• [Source data]:

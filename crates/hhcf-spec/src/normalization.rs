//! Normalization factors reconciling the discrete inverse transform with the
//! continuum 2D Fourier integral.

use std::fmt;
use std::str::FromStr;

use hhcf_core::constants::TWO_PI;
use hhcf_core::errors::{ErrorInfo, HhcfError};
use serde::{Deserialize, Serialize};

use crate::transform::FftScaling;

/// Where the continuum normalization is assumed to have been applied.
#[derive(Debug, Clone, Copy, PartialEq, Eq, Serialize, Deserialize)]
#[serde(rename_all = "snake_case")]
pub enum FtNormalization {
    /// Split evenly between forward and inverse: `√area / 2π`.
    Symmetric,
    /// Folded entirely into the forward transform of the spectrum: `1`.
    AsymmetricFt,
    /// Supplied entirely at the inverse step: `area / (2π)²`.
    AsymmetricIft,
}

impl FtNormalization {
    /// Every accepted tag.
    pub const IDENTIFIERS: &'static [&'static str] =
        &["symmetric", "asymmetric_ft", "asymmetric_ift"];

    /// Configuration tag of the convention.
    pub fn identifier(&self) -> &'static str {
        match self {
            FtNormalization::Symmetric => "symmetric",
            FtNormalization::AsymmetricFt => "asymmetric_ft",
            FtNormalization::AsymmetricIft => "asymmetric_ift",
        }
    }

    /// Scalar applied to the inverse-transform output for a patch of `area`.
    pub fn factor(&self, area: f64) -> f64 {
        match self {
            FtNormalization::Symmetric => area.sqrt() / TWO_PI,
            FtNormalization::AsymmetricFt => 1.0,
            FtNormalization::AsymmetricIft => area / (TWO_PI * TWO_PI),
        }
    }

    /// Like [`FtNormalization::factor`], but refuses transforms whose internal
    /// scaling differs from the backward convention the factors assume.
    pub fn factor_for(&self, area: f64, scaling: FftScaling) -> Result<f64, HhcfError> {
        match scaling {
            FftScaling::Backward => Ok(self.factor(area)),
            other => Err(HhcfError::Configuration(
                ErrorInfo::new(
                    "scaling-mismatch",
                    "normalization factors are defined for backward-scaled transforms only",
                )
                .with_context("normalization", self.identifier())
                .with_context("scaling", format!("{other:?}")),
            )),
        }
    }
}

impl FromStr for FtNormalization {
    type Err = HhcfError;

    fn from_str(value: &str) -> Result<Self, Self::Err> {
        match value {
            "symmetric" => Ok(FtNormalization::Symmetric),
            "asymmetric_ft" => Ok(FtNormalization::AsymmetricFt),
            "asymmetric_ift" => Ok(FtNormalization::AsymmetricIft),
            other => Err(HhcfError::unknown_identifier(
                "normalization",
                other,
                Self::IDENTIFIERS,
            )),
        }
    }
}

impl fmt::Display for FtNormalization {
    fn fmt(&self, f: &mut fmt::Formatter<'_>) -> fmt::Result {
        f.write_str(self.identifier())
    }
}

* * *

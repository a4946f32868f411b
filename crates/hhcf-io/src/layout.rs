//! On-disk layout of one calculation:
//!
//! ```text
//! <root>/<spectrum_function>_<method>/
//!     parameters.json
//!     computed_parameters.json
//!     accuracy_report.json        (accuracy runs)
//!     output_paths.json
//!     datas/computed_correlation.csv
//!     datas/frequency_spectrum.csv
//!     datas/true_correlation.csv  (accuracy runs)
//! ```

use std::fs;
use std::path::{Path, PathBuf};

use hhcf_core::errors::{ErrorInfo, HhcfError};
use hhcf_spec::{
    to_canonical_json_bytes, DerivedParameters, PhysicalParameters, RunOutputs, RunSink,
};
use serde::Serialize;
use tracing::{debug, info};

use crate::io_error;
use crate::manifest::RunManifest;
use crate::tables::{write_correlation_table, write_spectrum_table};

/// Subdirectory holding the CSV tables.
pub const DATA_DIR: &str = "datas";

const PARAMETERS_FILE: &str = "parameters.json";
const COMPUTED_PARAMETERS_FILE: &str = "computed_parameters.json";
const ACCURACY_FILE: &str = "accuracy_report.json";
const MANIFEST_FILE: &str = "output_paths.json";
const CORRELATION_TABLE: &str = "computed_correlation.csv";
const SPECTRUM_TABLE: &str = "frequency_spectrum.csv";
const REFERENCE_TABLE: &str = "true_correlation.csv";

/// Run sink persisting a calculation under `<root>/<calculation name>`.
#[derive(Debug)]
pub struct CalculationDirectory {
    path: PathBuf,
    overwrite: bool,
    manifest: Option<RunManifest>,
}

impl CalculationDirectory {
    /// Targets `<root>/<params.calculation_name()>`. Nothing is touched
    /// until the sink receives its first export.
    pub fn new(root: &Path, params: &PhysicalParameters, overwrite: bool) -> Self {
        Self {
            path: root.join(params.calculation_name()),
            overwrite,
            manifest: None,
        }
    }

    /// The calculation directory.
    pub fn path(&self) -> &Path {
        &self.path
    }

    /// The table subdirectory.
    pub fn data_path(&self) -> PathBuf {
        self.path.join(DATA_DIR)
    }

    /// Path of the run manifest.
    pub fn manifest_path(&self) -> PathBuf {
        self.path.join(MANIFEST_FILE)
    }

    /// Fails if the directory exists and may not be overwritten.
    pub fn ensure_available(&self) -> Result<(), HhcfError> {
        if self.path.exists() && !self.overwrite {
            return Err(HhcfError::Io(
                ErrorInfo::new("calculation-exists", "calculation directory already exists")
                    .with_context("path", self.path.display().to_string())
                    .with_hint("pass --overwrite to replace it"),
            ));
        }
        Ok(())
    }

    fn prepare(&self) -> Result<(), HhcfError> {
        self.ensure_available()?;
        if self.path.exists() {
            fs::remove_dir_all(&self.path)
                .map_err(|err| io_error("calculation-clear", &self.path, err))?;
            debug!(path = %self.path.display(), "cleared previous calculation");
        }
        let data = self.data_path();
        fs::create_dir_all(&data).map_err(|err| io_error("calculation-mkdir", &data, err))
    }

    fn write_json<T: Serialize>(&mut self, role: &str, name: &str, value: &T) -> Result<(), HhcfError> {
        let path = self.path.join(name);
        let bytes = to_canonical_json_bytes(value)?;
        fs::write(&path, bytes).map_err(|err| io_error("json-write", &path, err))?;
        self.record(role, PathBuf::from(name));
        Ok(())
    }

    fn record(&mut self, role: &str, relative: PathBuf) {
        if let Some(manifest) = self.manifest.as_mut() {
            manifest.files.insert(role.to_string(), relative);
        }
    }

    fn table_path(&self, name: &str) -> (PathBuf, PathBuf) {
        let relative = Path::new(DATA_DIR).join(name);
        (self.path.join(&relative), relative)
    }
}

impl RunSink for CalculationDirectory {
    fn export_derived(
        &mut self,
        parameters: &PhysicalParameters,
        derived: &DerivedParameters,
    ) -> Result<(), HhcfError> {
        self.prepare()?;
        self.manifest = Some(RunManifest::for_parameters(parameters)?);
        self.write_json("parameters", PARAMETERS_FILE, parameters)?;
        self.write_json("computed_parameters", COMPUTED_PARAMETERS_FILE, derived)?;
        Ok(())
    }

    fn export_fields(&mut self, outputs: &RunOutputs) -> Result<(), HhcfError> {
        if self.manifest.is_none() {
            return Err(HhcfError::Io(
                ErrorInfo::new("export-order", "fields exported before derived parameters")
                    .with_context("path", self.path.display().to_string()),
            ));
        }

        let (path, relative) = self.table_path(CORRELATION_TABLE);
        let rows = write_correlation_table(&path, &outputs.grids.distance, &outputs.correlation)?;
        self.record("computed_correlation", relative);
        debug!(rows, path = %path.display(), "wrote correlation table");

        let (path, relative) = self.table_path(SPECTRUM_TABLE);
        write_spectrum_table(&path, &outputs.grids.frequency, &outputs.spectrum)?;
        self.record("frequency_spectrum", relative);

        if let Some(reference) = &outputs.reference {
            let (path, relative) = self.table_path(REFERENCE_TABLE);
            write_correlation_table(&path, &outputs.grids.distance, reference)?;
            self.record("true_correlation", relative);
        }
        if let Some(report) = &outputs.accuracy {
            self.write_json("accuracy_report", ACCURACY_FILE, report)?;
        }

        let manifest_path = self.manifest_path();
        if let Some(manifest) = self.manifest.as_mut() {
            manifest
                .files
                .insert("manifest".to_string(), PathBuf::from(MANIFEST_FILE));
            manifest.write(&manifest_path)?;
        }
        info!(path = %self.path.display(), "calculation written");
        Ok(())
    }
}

• [Requirement]: If a line above holds the string "relative", return it as it stands.

• [Result of this task]:
    fn record(&mut self, role: &str, relative: PathBuf) {
            manifest.files.insert(role.to_string(), relative);
        let relative = Path::new(DATA_DIR).join(name);
        (self.path.join(&relative), relative)
        let (path, relative) = self.table_path(CORRELATION_TABLE);
        self.record("computed_correlation", relative);
        let (path, relative) = self.table_path(SPECTRUM_TABLE);
        self.record("frequency_spectrum", relative);
            let (path, relative) = self.table_path(REFERENCE_TABLE);
            self.record("true_correlation", relative);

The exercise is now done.